7817924264. So now, according to scientists from the University of Graubünden, the last ten known digits of this arguably most famous mathematical constant are given.
The calculation was made possible by a high-performance computer, which spent 108 days and nine hours with it. According to the Euronews server, it was about 3.5 times faster in its calculation than in last year’s US record (the reported 50 trillion).

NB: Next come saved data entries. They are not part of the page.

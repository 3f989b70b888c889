//! Error types for the dedup engine

use thiserror::Error;

/// Dedup engine errors
#[derive(Error, Debug)]
pub enum Error {
    #[error("I/O error: {0}")]
    Io(#[from] std::io::Error),

    #[error("Storage error: {0}")]
    Storage(#[from] sled::Error),

    #[error("Document encoding error: {0}")]
    Encoding(#[from] serde_json::Error),

    #[error("Metadata error: {0}")]
    Metadata(#[from] bibdedup_formats::Error),

    #[error("Document already exists: {0}")]
    DuplicateId(String),
}

/// Result type alias for engine operations
pub type Result<T> = std::result::Result<T, Error>;
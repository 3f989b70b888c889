//! String utilities for bibliographic record comparison
//!
//! This crate provides the normalization and comparison helpers the
//! dedup engine relies on: text normalization, candidate-key derivation,
//! author matching, and sortable id keys.

pub mod author;
pub mod sort_key;
pub mod text_normalization;

pub use author::author_match;
pub use sort_key::create_id_sort_key;
pub use text_normalization::{create_title_key, normalize};
//! Core deduplication engine for bibliographic records
//!
//! This crate decides which records from different catalog sources
//! describe the same work and maintains the persistent dedup groups:
//! candidate generation over indexed keys, the rule-ladder match
//! predicate, transactional group maintenance, and the component-part
//! cascade.

pub mod candidates;
pub mod components;
pub mod engine;
pub mod error;
pub mod matching;
pub mod overload;
pub mod sled_store;
pub mod store;

pub use engine::{DedupEngine, EngineStats};
pub use error::{Error, Result};
pub use matching::{FormatMapper, IdentityFormatMapper};
pub use sled_store::SledStore;
pub use store::{MemoryStore, RecordStore};

#[cfg(test)]
mod tests {
    #[test]
    fn it_works() {
        assert_eq!(2 + 2, 4);
    }
}
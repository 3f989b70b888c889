//! Streaming JSONL harvest-file reader
//!
//! Reads one record document per line with automatic gzip decompression,
//! for loading harvested catalog dumps into the document store.

use crate::{Record, Result};
use flate2::read::GzDecoder;
use std::fs::File;
use std::io::{BufRead, BufReader, Read};
use std::path::Path;
use tracing::{debug, warn};

/// Configuration for the JSONL reader
#[derive(Debug, Clone)]
pub struct JsonlConfig {
    /// Buffer size for BufReader
    pub buffer_size: usize,
}

impl Default for JsonlConfig {
    fn default() -> Self {
        Self {
            buffer_size: 64 * 1024, // 64KB buffer
        }
    }
}

/// Streaming reader yielding one [`Record`] per input line
pub struct JsonlReader<R: Read> {
    reader: BufReader<R>,
    line_number: usize,
    bytes_read: u64,
    skipped_lines: usize,
    total_bytes: Option<u64>,
}

impl JsonlReader<Box<dyn Read>> {
    /// Open a JSONL file, auto-detecting gzip compression
    pub fn open<P: AsRef<Path>>(path: P) -> Result<Self> {
        let path = path.as_ref();
        let file = File::open(path)?;
        let total_bytes = file.metadata()?.len();

        match path.extension().and_then(|e| e.to_str()) {
            Some("gz") => {
                debug!("Opening gzip-compressed harvest file: {:?}", path);
                let reader: Box<dyn Read> = Box::new(GzDecoder::new(file));
                Ok(Self::with_config(reader, JsonlConfig::default(), None))
            }
            _ => {
                debug!("Opening plain harvest file: {:?}", path);
                let reader: Box<dyn Read> = Box::new(file);
                Ok(Self::with_config(
                    reader,
                    JsonlConfig::default(),
                    Some(total_bytes),
                ))
            }
        }
    }
}

impl<R: Read> JsonlReader<R> {
    /// Create a reader from any byte source
    pub fn new(reader: R) -> Self {
        Self::with_config(reader, JsonlConfig::default(), None)
    }

    /// Create a reader with custom configuration
    pub fn with_config(reader: R, config: JsonlConfig, total_bytes: Option<u64>) -> Self {
        Self {
            reader: BufReader::with_capacity(config.buffer_size, reader),
            line_number: 0,
            bytes_read: 0,
            skipped_lines: 0,
            total_bytes,
        }
    }

    /// Number of lines consumed so far
    pub fn lines_processed(&self) -> usize {
        self.line_number
    }

    /// Number of malformed lines skipped so far
    pub fn lines_skipped(&self) -> usize {
        self.skipped_lines
    }

    /// Bytes consumed so far
    pub fn bytes_processed(&self) -> u64 {
        self.bytes_read
    }

    /// Total input size when known (uncompressed input only)
    pub fn total_bytes(&self) -> Option<u64> {
        self.total_bytes
    }
}

impl<R: Read> Iterator for JsonlReader<R> {
    type Item = Result<Record>;

    fn next(&mut self) -> Option<Self::Item> {
        loop {
            let mut line = String::new();
            match self.reader.read_line(&mut line) {
                Ok(0) => return None,
                Ok(n) => {
                    self.line_number += 1;
                    self.bytes_read += n as u64;

                    let trimmed = line.trim();
                    if trimmed.is_empty() {
                        continue;
                    }

                    match serde_json::from_str::<Record>(trimmed) {
                        Ok(record) => return Some(Ok(record)),
                        Err(e) => {
                            // A bad line should not abort a multi-million
                            // record harvest load
                            warn!("Skipping malformed line {}: {}", self.line_number, e);
                            self.skipped_lines += 1;
                            continue;
                        }
                    }
                }
                Err(e) => return Some(Err(e.into())),
            }
        }
    }
}

#[cfg(test)]
mod tests {
    use super::*;
    use std::io::Cursor;

    fn reader_for(content: &str) -> JsonlReader<Cursor<Vec<u8>>> {
        JsonlReader::new(Cursor::new(content.as_bytes().to_vec()))
    }

    #[test]
    fn test_read_records() {
        let content = concat!(
            r#"{"id":"a.1","source_id":"a","format":"dc","raw":{"title":"x"}}"#,
            "\n",
            r#"{"id":"a.2","source_id":"a","format":"dc","raw":{"title":"y"}}"#,
            "\n",
        );
        let records: Vec<Record> = reader_for(content).map(|r| r.unwrap()).collect();
        assert_eq!(records.len(), 2);
        assert_eq!(records[0].id, "a.1");
        assert_eq!(records[1].raw["title"], "y");
    }

    #[test]
    fn test_skips_malformed_and_blank_lines() {
        let content = concat!(
            "\n",
            "{not json}\n",
            r#"{"id":"a.1","source_id":"a","format":"dc","raw":{}}"#,
            "\n",
        );
        let mut reader = reader_for(content);
        let records: Vec<Record> = reader.by_ref().map(|r| r.unwrap()).collect();
        assert_eq!(records.len(), 1);
        assert_eq!(reader.lines_skipped(), 1);
        assert_eq!(reader.lines_processed(), 3);
    }

    #[test]
    fn test_optional_fields_default() {
        let content = concat!(
            r#"{"id":"a.1","source_id":"a","format":"marc","oai_id":"oai:a:1","raw":{"fields":[]}}"#,
            "\n",
        );
        let records: Vec<Record> = reader_for(content).map(|r| r.unwrap()).collect();
        assert_eq!(records[0].oai_id, "oai:a:1");
        assert!(!records[0].deleted);
        assert!(records[0].host_record_id.is_empty());
        assert!(records[0].title_keys.is_none());
    }

    #[test]
    fn test_byte_accounting() {
        let content = r#"{"id":"a.1","source_id":"a","format":"dc","raw":{}}"#.to_string() + "\n";
        let mut reader = reader_for(&content);
        assert!(reader.next().is_some());
        assert_eq!(reader.bytes_processed(), content.len() as u64);
    }
}
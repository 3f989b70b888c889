//! Metadata view abstraction over raw record payloads
//!
//! Each source format implements the same read-only capability set; the
//! record factory is the dispatch site that turns a record's opaque `raw`
//! payload into a view keyed on the record's format tag.

use crate::dc::DcView;
use crate::marc::MarcView;
use crate::{Error, Result};
use serde_json::Value;

/// Read-only projection of a record's metadata payload
///
/// All strings are returned as stored; normalization for comparison is
/// the caller's concern except where `normalized` is requested.
pub trait MetadataView: Send + Sync + std::fmt::Debug {
    /// Main title; normalized form when requested
    fn title(&self, normalized: bool) -> String;

    /// Title including part designations, for display
    fn full_title(&self) -> String;

    /// ISBNs in canonical 13-digit form
    fn isbns(&self) -> Vec<String>;

    /// Other stable identifiers such as national bibliographic numbers
    fn unique_ids(&self) -> Vec<String>;

    /// ISSNs in canonical `NNNN-NNNN` form
    fn issns(&self) -> Vec<String>;

    /// Metadata-derived format of the described work
    fn format(&self) -> String;

    /// Publication year when the payload exposes one
    fn publication_year(&self) -> Option<i32>;

    /// Page count when the payload exposes one
    fn page_count(&self) -> Option<u32>;

    /// ISSN of the series the work belongs to
    fn series_issn(&self) -> Option<String>;

    /// Numbering within the series
    fn series_numbering(&self) -> Option<String>;

    /// Main author entry, empty when none
    fn main_author(&self) -> String;
}

/// Factory constructing metadata views from raw payloads
///
/// Dispatch is keyed on the source-declared format tag. Unknown tags are
/// a typed error so ingestion can reject them up front.
#[derive(Debug, Default, Clone)]
pub struct RecordFactory;

impl RecordFactory {
    pub fn new() -> Self {
        Self
    }

    /// Build a metadata view for a payload
    ///
    /// `oai_id` and `source_id` are accepted for parity with the harvest
    /// interface; the shipped views derive everything from the payload.
    pub fn create_view(
        &self,
        format: &str,
        raw: &Value,
        _oai_id: &str,
        _source_id: &str,
    ) -> Result<Box<dyn MetadataView>> {
        match format {
            "marc" => Ok(Box::new(MarcView::parse(raw)?)),
            "dc" => Ok(Box::new(DcView::parse(raw)?)),
            other => Err(Error::UnsupportedFormat(other.to_string())),
        }
    }
}

/// Normalize an ISBN to canonical 13-digit form
///
/// Strips hyphens and spaces, accepts 10- and 13-digit forms, converts
/// ISBN-10 to ISBN-13 with a recomputed check digit. Returns `None` for
/// anything that is not a structurally valid ISBN.
pub fn normalize_isbn(raw: &str) -> Option<String> {
    let cleaned: String = raw
        .trim()
        .chars()
        .take_while(|c| c.is_ascii_digit() || *c == 'X' || *c == 'x' || *c == '-' || *c == ' ')
        .filter(|c| !c.is_whitespace() && *c != '-')
        .map(|c| c.to_ascii_uppercase())
        .collect();

    match cleaned.len() {
        13 if cleaned.chars().all(|c| c.is_ascii_digit()) => Some(cleaned),
        10 => {
            let body = &cleaned[..9];
            if !body.chars().all(|c| c.is_ascii_digit()) {
                return None;
            }
            let mut digits: Vec<u32> = format!("978{body}")
                .chars()
                .filter_map(|c| c.to_digit(10))
                .collect();
            let sum: u32 = digits
                .iter()
                .enumerate()
                .map(|(i, d)| if i % 2 == 0 { *d } else { d * 3 })
                .sum();
            digits.push((10 - sum % 10) % 10);
            Some(digits.iter().map(|d| d.to_string()).collect())
        }
        _ => None,
    }
}

/// Normalize an ISSN to canonical `NNNN-NNNN` form
pub fn normalize_issn(raw: &str) -> Option<String> {
    let cleaned: String = raw
        .trim()
        .chars()
        .filter(|c| !c.is_whitespace() && *c != '-')
        .map(|c| c.to_ascii_uppercase())
        .collect();

    if cleaned.len() == 8
        && cleaned[..7].chars().all(|c| c.is_ascii_digit())
        && cleaned
            .chars()
            .last()
            .is_some_and(|c| c.is_ascii_digit() || c == 'X')
    {
        Some(format!("{}-{}", &cleaned[..4], &cleaned[4..]))
    } else {
        None
    }
}

/// Normalize a free-form unique identifier for key comparison
pub fn normalize_unique_id(raw: &str) -> Option<String> {
    let cleaned: String = raw
        .trim()
        .chars()
        .filter(|c| c.is_ascii_alphanumeric())
        .map(|c| c.to_ascii_uppercase())
        .collect();
    if cleaned.is_empty() {
        None
    } else {
        Some(cleaned)
    }
}

/// First run of four or more digits interpreted as a year
pub(crate) fn extract_year(text: &str) -> Option<i32> {
    let mut run = String::new();
    for c in text.chars().chain(std::iter::once(' ')) {
        if c.is_ascii_digit() {
            run.push(c);
        } else {
            if run.len() == 4 {
                if let Ok(year) = run.parse::<i32>() {
                    if (1000..=2200).contains(&year) {
                        return Some(year);
                    }
                }
            }
            run.clear();
        }
    }
    None
}

/// First digit run interpreted as a page count
pub(crate) fn extract_page_count(text: &str) -> Option<u32> {
    let digits: String = text
        .chars()
        .skip_while(|c| !c.is_ascii_digit())
        .take_while(|c| c.is_ascii_digit())
        .collect();
    digits.parse().ok()
}

#[cfg(test)]
mod tests {
    use super::*;
    use serde_json::json;

    #[test]
    fn test_isbn13_passthrough() {
        assert_eq!(
            normalize_isbn("978-0-201-89683-1"),
            Some("9780201896831".to_string())
        );
    }

    #[test]
    fn test_isbn10_conversion() {
        // 0-201-89683-4 is the ISBN-10 form of 978-0-201-89683-1
        assert_eq!(
            normalize_isbn("0-201-89683-4"),
            Some("9780201896831".to_string())
        );
    }

    #[test]
    fn test_isbn_trailing_qualifier() {
        assert_eq!(
            normalize_isbn("9780201896831 (hardback)"),
            Some("9780201896831".to_string())
        );
    }

    #[test]
    fn test_isbn_invalid() {
        assert_eq!(normalize_isbn("not-an-isbn"), None);
        assert_eq!(normalize_isbn("12345"), None);
    }

    #[test]
    fn test_issn_forms() {
        assert_eq!(normalize_issn("0028-0836"), Some("0028-0836".to_string()));
        assert_eq!(normalize_issn("00280836"), Some("0028-0836".to_string()));
        assert_eq!(normalize_issn("2049-363x"), Some("2049-363X".to_string()));
        assert_eq!(normalize_issn("123"), None);
    }

    #[test]
    fn test_unique_id() {
        assert_eq!(
            normalize_unique_id(" fi-fennica:99-1234 "),
            Some("FIFENNICA991234".to_string())
        );
        assert_eq!(normalize_unique_id("  "), None);
    }

    #[test]
    fn test_extract_year() {
        assert_eq!(extract_year("c1968."), Some(1968));
        assert_eq!(extract_year("[19--?]"), None);
        assert_eq!(extract_year("printed 12345 times"), None);
    }

    #[test]
    fn test_extract_page_count() {
        assert_eq!(extract_page_count("xii, 652 p."), Some(652));
        assert_eq!(extract_page_count("652 p."), Some(652));
        assert_eq!(extract_page_count("unpaged"), None);
    }

    #[test]
    fn test_factory_rejects_unknown_format() {
        let factory = RecordFactory::new();
        let err = factory
            .create_view("pdf", &json!({}), "", "source.a")
            .unwrap_err();
        assert!(matches!(err, Error::UnsupportedFormat(_)));
    }
}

The Data Analysis, Visualization and Simulation Center (DAViS) of the Graubünden University of Applied Sciences broke the Pi record. The previous record of 50 trillion jobs was surpassed by an additional 12.8 trillion new jobs. More on this in the latest blog post.https://t.co/wx4Xq9T6O7 pic.twitter.com/SmfacINgrC
– Graubünden University of Applied Sciences (@FH_Graubuenden) August 17, 2021
Chur-based colleges have announced the results of their work in the Guinness Book of Records. The full text of the issue will not be published until registration in the disc collection is complete.
Infinitely long number
Pi is a number that indicates the ratio of the circumference of a circle to its diameter. Its first digit, 3.14, is well known worldwide, but the number is infinitely large. Extending a known sequence of digits to pi is very difficult because the number does not follow any given model.
Pi is used in engineering, physics, or space exploration because its value can be used to calculate waves, circles, and cylinders.
The search for a larger edition of the issue is a long-term concern for mathematicians. In the real world, however, its extension is not widely used. The US National Aeronautics and Space Administration (NASA) uses a 15-digit pi in its calculations.